Bible news: ‘Jesus was FUNNY and actively OFFENDED religious hypocrites’ claims new book
When modern people think of the Christian church or Jesus Christ meek and mild, perhaps funny isn’t the first word to pop into their heads – while serious or dull might be better contenders. Nevertheless, a new book called The Sacred Art of Joking, which examines why jokes often go wrong and are considered offensive, argues that Jesus was funny and used offensive humour to mock religious authorities. The author, comedy writer James Cary – who has penned sitcoms like BBC’s Miranda and Bluestone 42 – highlights instances in the Bible of Jesus highlighting hypocrisy by using imagery that wouldn’t look out of place in a Warner Bros cartoon.
For example in Matthew Chapter 7, Jesus talks about those who see faults in others as seeing a speck in their brother’s eye.
Cary argues he uses comic exaggeration here when saying: “How can you say to your brother, ‘let me take the speck out of your eye,’ when there is the log in you own eye?”
The author notes: “It’s funny to think of someone with a huge log in their eye stopping someone else to patiently explain to them that there’s a piece of sawdust in their eye.”
He also points out Jesus using creative insults to mock the pompous religious authorities, calling the Pharisees a “brood of vipers” and “white-washed tombs.”
Cary even goes as far as claiming that it was highly offended religious people who were the ones to subject Jesus to torture and death.
Cary writes: “It wasn’t so-called “sinners” who demanded his blood. It was the upright and respectable. They are very easily offended.
“They do not shrug it off. They don’t roll their eyes and wander away. They demand vengeance. It’s not pretty.”
Perhaps there’s something of a modern comparison in comedians today being shut down for controversial jokes that some people take offence to?
Earlier in the book Cary considers a number of recent cases like Count Dankula being fined for getting his dog to do a Nazi salute – a conviction Ricky Gervais slammed on freedom of speech grounds, berating the fact that a form of humour considered “grossly offensive” by some is worthy of criminalisation.

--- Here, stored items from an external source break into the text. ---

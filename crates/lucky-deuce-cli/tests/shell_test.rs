//! Integration tests for the interactive shell.

use std::io::Cursor;

use lucky_deuce_cli::config::OutputFormat;
use lucky_deuce_cli::shell::{PROMPT, SPIN_PREFIX, Shell};
use lucky_deuce_core::rng::StdEntropy;
use lucky_deuce_test_support::SequenceProvider;

/// Run a shell over `input` and return everything it printed.
fn run_session(shell: &mut Shell, input: &str) -> String {
    let mut reader = Cursor::new(input.as_bytes().to_vec());
    let mut writer: Vec<u8> = Vec::new();
    shell.run(&mut reader, &mut writer).unwrap();
    String::from_utf8(writer).unwrap()
}

/// Labels of every spin line, in order.
fn spun_labels(output: &str) -> Vec<String> {
    output
        .split(PROMPT)
        .filter_map(|chunk| chunk.trim_end().strip_prefix(SPIN_PREFIX))
        .map(str::to_owned)
        .collect()
}

#[test]
fn test_enter_spins_and_exit_ends_session() {
    let provider = SequenceProvider::new(vec![vec![1, 1, 1, 2]]);
    let mut shell = Shell::new(Box::new(provider), OutputFormat::Text);

    let output = run_session(&mut shell, "\n\n\nexit\n");

    assert_eq!(spun_labels(&output), vec!["1", "1", "2"]);
    assert_eq!(output.matches(PROMPT).count(), 4);
}

#[test]
fn test_spin_line_layout() {
    let provider = SequenceProvider::new(vec![vec![7, 37]]);
    let mut shell = Shell::new(Box::new(provider), OutputFormat::Text);

    let output = run_session(&mut shell, "\n\nexit\n");

    assert_eq!(
        output,
        format!("{PROMPT}- Number:  7\n{PROMPT}- Number:  00\n{PROMPT}")
    );
}

#[test]
fn test_double_zero_is_printed_as_00() {
    let provider = SequenceProvider::new(vec![vec![37, 0]]);
    let mut shell = Shell::new(Box::new(provider), OutputFormat::Text);

    let output = run_session(&mut shell, "\nspin\nEXIT\n");

    assert_eq!(spun_labels(&output), vec!["00", "0"]);
}

#[test]
fn test_policy_switch_prints_nothing() {
    let provider = SequenceProvider::new(vec![vec![], vec![5, 7]]);
    let mut shell = Shell::new(Box::new(provider), OutputFormat::Text);

    let output = run_session(&mut shell, "pelayo\nexit\n");

    assert_eq!(output, format!("{PROMPT}{PROMPT}"));
}

#[test]
fn test_pelayo_then_reset_swaps_policies() {
    let provider = SequenceProvider::new(vec![
        vec![1, 1, 1, 2],
        vec![5, 7],
        vec![20, 21],
    ]);
    let mut shell = Shell::new(Box::new(provider), OutputFormat::Text);

    let output = run_session(&mut shell, "\n\n\nPELAYO\n\n\n\nreset\n\n\nexit\n");

    assert_eq!(
        spun_labels(&output),
        vec!["1", "1", "2", "11", "16", "4", "20", "21"]
    );
}

#[test]
fn test_end_of_input_ends_session() {
    let provider = SequenceProvider::new(vec![vec![3]]);
    let mut shell = Shell::new(Box::new(provider), OutputFormat::Text);

    let output = run_session(&mut shell, "\n");

    assert_eq!(spun_labels(&output), vec!["3"]);
    assert!(output.ends_with(&format!("{PROMPT}\n")));
}

#[test]
fn test_json_output_writes_one_record_per_spin() {
    let provider = SequenceProvider::new(vec![vec![37, 4]]);
    let mut shell = Shell::new(Box::new(provider), OutputFormat::Json);

    let output = run_session(&mut shell, "\n\nexit\n");

    let records: Vec<serde_json::Value> = output
        .split(PROMPT)
        .filter(|chunk| !chunk.is_empty())
        .map(|chunk| serde_json::from_str(chunk.trim_end()).unwrap())
        .collect();
    assert_eq!(
        records,
        vec![
            serde_json::json!({ "pocket": "00", "value": 37 }),
            serde_json::json!({ "pocket": "4", "value": 4 }),
        ]
    );
}

#[test]
fn test_seeded_sessions_are_reproducible_across_swaps() {
    let input = "\n\n\npelayo\n\n\nreset\n\n\nexit\n";
    let mut left = Shell::new(Box::new(StdEntropy::seeded(99)), OutputFormat::Text);
    let mut right = Shell::new(Box::new(StdEntropy::seeded(99)), OutputFormat::Text);

    let left_output = run_session(&mut left, input);
    let right_output = run_session(&mut right, input);

    assert_eq!(spun_labels(&left_output).len(), 7);
    assert_eq!(left_output, right_output);
}
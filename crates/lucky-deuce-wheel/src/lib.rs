//! Lucky Deuce — roulette wheel bounded context.
//!
//! Responsible for producing pockets that feel random: recency tracking,
//! the interchangeable spin policies, the wheel that delegates to whichever
//! policy is active, and the commands that drive it.

pub mod application;
pub mod domain;
//! Shared test doubles and utilities for the Lucky Deuce roulette wheel.

mod policy;
mod rng;

pub use policy::{InvocationCounter, RecordingPolicy};
pub use rng::{MockRng, SequenceProvider, SequenceRng};
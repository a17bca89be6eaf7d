//! Rendering of pockets for the terminal.

use lucky_deuce_core::policy::DOUBLE_ZERO;
use serde::Serialize;

/// Label printed for a pocket: `00` for the double zero, decimal otherwise.
#[must_use]
pub fn pocket_label(value: u32) -> String {
    if value == DOUBLE_ZERO {
        "00".to_owned()
    } else {
        value.to_string()
    }
}

/// One spin as written in JSON output mode.
#[derive(Debug, Clone, PartialEq, Eq, Serialize)]
pub struct SpinRecord {
    /// Display label.
    pub pocket: String,
    /// Raw pocket value.
    pub value: u32,
}

impl SpinRecord {
    /// Builds the record for `value`, deriving its display label.
    #[must_use]
    pub fn new(value: u32) -> Self {
        Self {
            pocket: pocket_label(value),
            value,
        }
    }
}
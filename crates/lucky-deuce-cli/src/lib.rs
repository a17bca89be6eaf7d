//! Lucky Deuce — interactive terminal shell.
//!
//! Reads one command per line, drives a `Roulette`, and prints each pocket.

pub mod config;
pub mod display;
pub mod error;
pub mod shell;
//! Number-generation policy abstraction.

/// Highest pocket on a double-zero wheel. Shells render it as `00`.
pub const DOUBLE_ZERO: u32 = 37;

/// A strategy that produces the next pocket of the wheel.
///
/// Implementations own all of their state; callers only ever see the
/// produced value, never which strategy produced it.
pub trait SpinPolicy: Send + Sync {
    /// Produces the next pocket in `[0, DOUBLE_ZERO]`.
    fn next_number(&mut self) -> u32;
}
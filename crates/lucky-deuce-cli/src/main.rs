//! Lucky Deuce interactive shell entry point.

use std::error::Error;
use std::io;

use lucky_deuce_cli::config::ShellConfig;
use lucky_deuce_cli::shell::Shell;
use tracing_subscriber::EnvFilter;

fn main() -> Result<(), Box<dyn Error>> {
    // Initialize tracing subscriber on stderr so the prompt stays clean.
    tracing_subscriber::fmt()
        .with_env_filter(
            EnvFilter::try_from_default_env().unwrap_or_else(|_| EnvFilter::new("warn")),
        )
        .with_writer(io::stderr)
        .json()
        .init();

    // Read configuration from environment.
    let config = ShellConfig::from_env()?;
    tracing::info!(
        output = ?config.output,
        seeded = config.seed.is_some(),
        "Starting Lucky Deuce session"
    );

    let mut shell = Shell::new(Box::new(config.entropy()), config.output);
    shell.run(&mut io::stdin().lock(), &mut io::stdout().lock())?;

    tracing::info!("Lucky Deuce session ended");
    Ok(())
}
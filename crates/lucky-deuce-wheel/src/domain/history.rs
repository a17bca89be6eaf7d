//! Bounded recency history shared by the spin policies.

use std::collections::VecDeque;

/// Fixed-capacity, oldest-first history of recently produced pockets.
///
/// Pushing past capacity evicts the oldest entry, so `len()` never exceeds
/// `capacity()`.
#[derive(Debug, Clone)]
pub struct RecencyBuffer {
    values: VecDeque<u32>,
    capacity: usize,
}

impl RecencyBuffer {
    /// Creates an empty buffer holding at most `capacity` values.
    #[must_use]
    pub fn new(capacity: usize) -> Self {
        Self {
            values: VecDeque::with_capacity(capacity + 1),
            capacity,
        }
    }

    /// Appends `value`, evicting the oldest entry when over capacity.
    pub fn push(&mut self, value: u32) {
        self.values.push_back(value);
        if self.values.len() > self.capacity {
            self.values.pop_front();
        }
    }

    /// Number of occurrences of `value` currently held.
    #[must_use]
    pub fn count(&self, value: u32) -> usize {
        self.values.iter().filter(|&&held| held == value).count()
    }

    /// Whether `value` appears anywhere in the buffer.
    #[must_use]
    pub fn contains(&self, value: u32) -> bool {
        self.values.contains(&value)
    }

    /// Number of values currently held.
    #[must_use]
    pub fn len(&self) -> usize {
        self.values.len()
    }

    /// Whether the buffer holds no values.
    #[must_use]
    pub fn is_empty(&self) -> bool {
        self.values.is_empty()
    }

    /// Maximum number of values held before eviction.
    #[must_use]
    pub fn capacity(&self) -> usize {
        self.capacity
    }

    /// Iterates held values from oldest to newest.
    pub fn iter(&self) -> impl Iterator<Item = u32> + '_ {
        self.values.iter().copied()
    }
}
//! Lucky Deuce — shell error types.

use thiserror::Error;

/// A configuration variable is present but holds an invalid value.
#[derive(Debug, Error)]
pub enum ConfigError {
    /// The seed variable is not an unsigned 64-bit integer.
    #[error("{var} must be a valid u64: {source}")]
    InvalidSeed {
        /// The offending variable name.
        var: &'static str,
        /// The underlying parse failure.
        source: std::num::ParseIntError,
    },

    /// The output variable names no known format.
    #[error("{var} must be `text` or `json`, got `{value}`")]
    UnknownOutput {
        /// The offending variable name.
        var: &'static str,
        /// The rejected value, trimmed.
        value: String,
    },
}

/// Startup and runtime errors for the interactive shell.
#[derive(Debug, Error)]
pub enum ShellError {
    /// A configuration variable is present but invalid.
    #[error("configuration error: {0}")]
    Config(#[from] ConfigError),

    /// Reading commands or writing results failed.
    #[error("terminal I/O error: {0}")]
    Io(#[from] std::io::Error),

    /// Encoding a JSON spin record failed.
    #[error("output encoding error: {0}")]
    Encoding(#[from] serde_json::Error),
}
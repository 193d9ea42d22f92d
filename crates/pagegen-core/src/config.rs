//! Generation parameters for one simulator input document.
//!
//! `Config` is built once (normally from the CLI surface), checked with
//! [`Config::validate`], and then consumed read-only by the assembler.

use std::fmt;

use anyhow::{bail, Result};

/// Addressing-architecture tag emitted verbatim in the document header.
///
/// The set is closed; the downstream simulator selects its addressing scheme
/// from this token.
#[derive(Clone, Copy, Debug, Default, PartialEq, Eq)]
pub enum Arch {
    /// 32-bit addressing (`x86`).
    #[default]
    X86,
    /// 64-bit addressing (`x64`).
    X64,
    /// Legacy `286` addressing tag.
    A286,
    /// Legacy `264` addressing tag.
    A264,
}

impl Arch {
    /// All recognized tags, in surface order.
    pub const ALL: [Self; 4] = [Self::X86, Self::X64, Self::A286, Self::A264];

    /// The exact header token for this tag.
    #[inline]
    #[must_use]
    pub const fn as_str(self) -> &'static str {
        match self {
            Self::X86 => "x86",
            Self::X64 => "x64",
            Self::A286 => "286",
            Self::A264 => "264",
        }
    }
}

impl fmt::Display for Arch {
    fn fmt(&self, f: &mut fmt::Formatter<'_>) -> fmt::Result {
        f.write_str(self.as_str())
    }
}

/// Immutable parameter set for one generated document.
///
/// Memory sizes and the architecture tag pass through to the header verbatim;
/// the remaining fields drive sequence generation.
#[derive(Clone, Debug, PartialEq, Eq)]
pub struct Config {
    /// Physical memory size M in bytes.
    pub physical_mem: u64,
    /// Virtual memory size V in bytes.
    pub virtual_mem: u64,
    /// Addressing architecture tag.
    pub arch: Arch,
    /// Virtual page count P; generated indices range over `[0, P)`.
    pub num_pages: u32,
    /// Number of request sequences to emit.
    pub num_sequences: u32,
    /// Inclusive lower bound on per-sequence length.
    pub min_requests: u32,
    /// Inclusive upper bound on per-sequence length.
    pub max_requests: u32,
}

impl Default for Config {
    fn default() -> Self {
        Self {
            physical_mem: 4096,
            virtual_mem: 16_384,
            arch: Arch::X86,
            num_pages: 16,
            num_sequences: 3,
            min_requests: 10,
            max_requests: 100,
        }
    }
}

impl Config {
    /// Check the generation preconditions.
    ///
    /// Messages name the CLI flag carrying the offending value. Runs before
    /// any entropy is drawn; a violation means no partial document is ever
    /// produced.
    pub fn validate(&self) -> Result<()> {
        if self.min_requests > self.max_requests {
            bail!(
                "minimum requests per sequence (--min-req {}) cannot exceed the maximum (--max-req {})",
                self.min_requests,
                self.max_requests
            );
        }
        if self.num_pages == 0 {
            bail!("number of pages (--pages) must be positive");
        }
        Ok(())
    }

    /// Page size the consumer derives from this header, `V / P`.
    ///
    /// `None` when `num_pages == 0` (the header is invalid anyway).
    #[inline]
    #[must_use]
    pub const fn derived_page_size(&self) -> Option<u64> {
        if self.num_pages == 0 {
            None
        } else {
            Some(self.virtual_mem / self.num_pages as u64)
        }
    }
}

#[cfg(test)]
mod tests {
    use super::*;

    #[test]
    fn defaults_validate() {
        assert!(Config::default().validate().is_ok());
    }

    #[test]
    fn rejects_min_above_max() {
        let cfg = Config {
            min_requests: 20,
            max_requests: 10,
            ..Config::default()
        };
        let err = cfg.validate().expect_err("min > max must fail validation");
        assert!(err.to_string().contains("--min-req"));
    }

    #[test]
    fn rejects_zero_pages() {
        let cfg = Config {
            num_pages: 0,
            ..Config::default()
        };
        let err = cfg.validate().expect_err("P = 0 must fail validation");
        assert!(err.to_string().contains("--pages"));
    }

    #[test]
    fn zero_sequences_is_valid() {
        let cfg = Config {
            num_sequences: 0,
            ..Config::default()
        };
        assert!(cfg.validate().is_ok());
    }

    #[test]
    fn equal_min_and_max_is_valid() {
        let cfg = Config {
            min_requests: 5,
            max_requests: 5,
            ..Config::default()
        };
        assert!(cfg.validate().is_ok());
    }

    #[test]
    fn arch_tokens() {
        let tags: Vec<&str> = Arch::ALL.iter().map(|a| a.as_str()).collect();
        assert_eq!(tags, ["x86", "x64", "286", "264"]);
        assert_eq!(Arch::default(), Arch::X86);
        assert_eq!(Arch::A286.to_string(), "286");
    }

    #[test]
    fn derived_page_size_matches_consumer() {
        // Defaults: 16384 / 16 = 1024, a power of two.
        assert_eq!(Config::default().derived_page_size(), Some(1024));
        let degenerate = Config {
            num_pages: 0,
            ..Config::default()
        };
        assert_eq!(degenerate.derived_page_size(), None);
    }
}
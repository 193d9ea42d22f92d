//! pagegen-core — configuration, random reference sequences, and document
//! assembly for the paging-simulator input generator.
//!
//! Three small building blocks, deliberately free of any I/O:
//!
//! - `config`: the immutable generation parameters and their precondition
//!   checks.
//! - `sequence`: one line of uniformly random page indices.
//! - `document`: the full input document in the simulator's plain-text
//!   grammar.
//!
//! The RNG is always an explicit parameter, never a hidden process-wide
//! source, so callers can pin a seed and get byte-identical documents for
//! reproducible fixtures.

#![forbid(unsafe_code)]
#![deny(rust_2018_idioms)]
#![deny(missing_docs)]
#![warn(clippy::all, clippy::pedantic, clippy::nursery)]
// Small, explicit allowlist to keep docs readable and APIs ergonomic.
#![allow(clippy::missing_errors_doc, clippy::module_name_repetitions)]

/// Generation parameters and precondition checks.
pub mod config;
/// Full-document assembly in the simulator's input grammar.
pub mod document;
/// Uniform random page-reference lines.
pub mod sequence;

pub use config::{Arch, Config};
pub use document::assemble_document;
pub use sequence::render_sequence;
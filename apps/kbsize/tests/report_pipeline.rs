//! End-to-end runs of the report pipeline over temporary trees.

use kbsize::aggregate::run_report;
use kbsize::config::resolve_effective;
use kbsize::models::Severity;
use kbsize::output::{compose_report_json, render_human};
use std::fs;
use std::path::Path;
use tempfile::{tempdir, TempDir};

fn write_lines(path: &Path, n: usize) {
    fs::create_dir_all(path.parent().unwrap()).unwrap();
    let body: String = (0..n).map(|i| format!("- fact {}\n", i)).collect();
    fs::write(path, body).unwrap();
}

/// Temp root marked as a repository so config discovery stays inside it.
fn repo() -> TempDir {
    let dir = tempdir().unwrap();
    fs::create_dir(dir.path().join(".git")).unwrap();
    dir
}

#[test]
fn scenario_three_groups() {
    let dir = repo();
    let root = dir.path();
    write_lines(&root.join("A/knowledge/notes.md"), 600);
    write_lines(&root.join("B/knowledge/notes.md"), 1000);
    write_lines(&root.join("C/knowledge/notes.md"), 150);
    // Smaller sibling in B must not replace the 1000-line file
    write_lines(&root.join("B/knowledge/extra.md"), 20);
    // Different suffix is ignored
    write_lines(&root.join("C/knowledge/raw.txt"), 5000);

    let eff = resolve_effective(root, None, None, None, None, None).unwrap();
    let report = run_report(&eff).unwrap();

    let order: Vec<&str> = report.groups.iter().map(|g| g.group_key.as_str()).collect();
    assert_eq!(order, vec!["B", "A", "C"]);
    assert_eq!(report.groups[0].severity, Severity::High);
    assert_eq!(report.groups[0].file_name, "notes.md");
    assert_eq!(report.groups[1].severity, Severity::Medium);
    assert_eq!(report.groups[2].severity, Severity::Ok);
    assert_eq!(report.summary.files, 4);
    assert_eq!(report.summary.requires_action, 2);
    assert_eq!(report.summary.ok, 1);

    let json = compose_report_json(&report);
    assert_eq!(json["buckets"]["high"][0], "B");
    assert_eq!(json["buckets"]["medium"][0], "A");
}

#[test]
fn empty_root_reports_nothing() {
    let dir = repo();
    let eff = resolve_effective(dir.path(), None, None, None, None, None).unwrap();
    let report = run_report(&eff).unwrap();
    assert_eq!(report.summary.groups, 0);
    assert!(report.groups.is_empty());
    assert!(report.skipped.is_empty());
    let text = render_human(&report, false);
    assert!(text.contains("CRITICAL (>1000 lines): none"));
    assert!(text.contains("MEDIUM (600-799 lines): none"));
}

#[test]
fn rerun_renders_identically() {
    let dir = repo();
    let root = dir.path();
    write_lines(&root.join("x/kb/a.md"), 1200);
    write_lines(&root.join("y/kb/b.md"), 810);
    write_lines(&root.join("y/kb/c.md"), 810);
    write_lines(&root.join("z/kb/d.md"), 3);

    let eff = resolve_effective(root, None, None, None, None, None).unwrap();
    let first = run_report(&eff).unwrap();
    let second = run_report(&eff).unwrap();
    assert_eq!(first, second);
    assert_eq!(render_human(&first, false), render_human(&second, false));
    // Tie inside y resolves to the smaller path
    let y = first.groups.iter().find(|g| g.group_key == "y").unwrap();
    assert_eq!(y.file_name, "b.md");
}

#[test]
fn undecodable_file_is_skipped_and_listed() {
    let dir = repo();
    let root = dir.path();
    write_lines(&root.join("good/kb/a.md"), 700);
    let bad = root.join("bad/kb/b.md");
    fs::create_dir_all(bad.parent().unwrap()).unwrap();
    fs::write(&bad, [b'o', b'k', b'\n', 0xc3, 0x28]).unwrap();

    let eff = resolve_effective(root, None, None, None, None, None).unwrap();
    let report = run_report(&eff).unwrap();
    assert_eq!(report.summary.groups, 1);
    assert_eq!(report.summary.skipped, 1);
    assert_eq!(report.skipped[0].path, "bad/kb/b.md");

    let text = render_human(&report, false);
    assert!(text.contains("Skipped files: 1"));
    assert!(text.contains("bad/kb/b.md"));
}

#[test]
fn config_file_shapes_the_run() {
    let dir = repo();
    let root = dir.path();
    fs::write(
        root.join("kbsize.toml"),
        r#"
root = "agents"
suffix = "-knowledge.md"
depth = 1
exclude = ["archived/**"]
[thresholds]
critical = 100
high = 50
medium = 10
"#,
    )
    .unwrap();
    write_lines(&root.join("agents/alpha/alpha-knowledge.md"), 120);
    write_lines(&root.join("agents/beta/beta-knowledge.md"), 50);
    write_lines(&root.join("agents/beta/README.md"), 500);
    write_lines(&root.join("agents/archived/old-knowledge.md"), 999);

    let eff = resolve_effective(root, None, None, None, None, None).unwrap();
    let report = run_report(&eff).unwrap();
    let keyed: Vec<(&str, Severity)> = report
        .groups
        .iter()
        .map(|g| (g.group_key.as_str(), g.severity))
        .collect();
    assert_eq!(
        keyed,
        vec![("alpha", Severity::Critical), ("beta", Severity::High)]
    );
}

The author also sympathises with stand-ups like Chris Rock, who have banned phones from their gigs.
Cary writes he would be worried about audiences capturing a joke out of context that is then immediately uploaded to the internet and sees a Twitter storm – something that happened just a few weeks ago to Louis CK, with comedians like Jonathan Pie coming to his defence over the jokes in the question.
Whatever one’s opinion, much of comedy – especially in late night stand-up routines – is about pushing boundaries. And for Cary it’s not the actual words of the joke that tell you if its offensive or in good taste, but entirely the context its told in.
The Sacred Art of Joking: Or Why Jokes So Often Go Horribly Wrong is out now.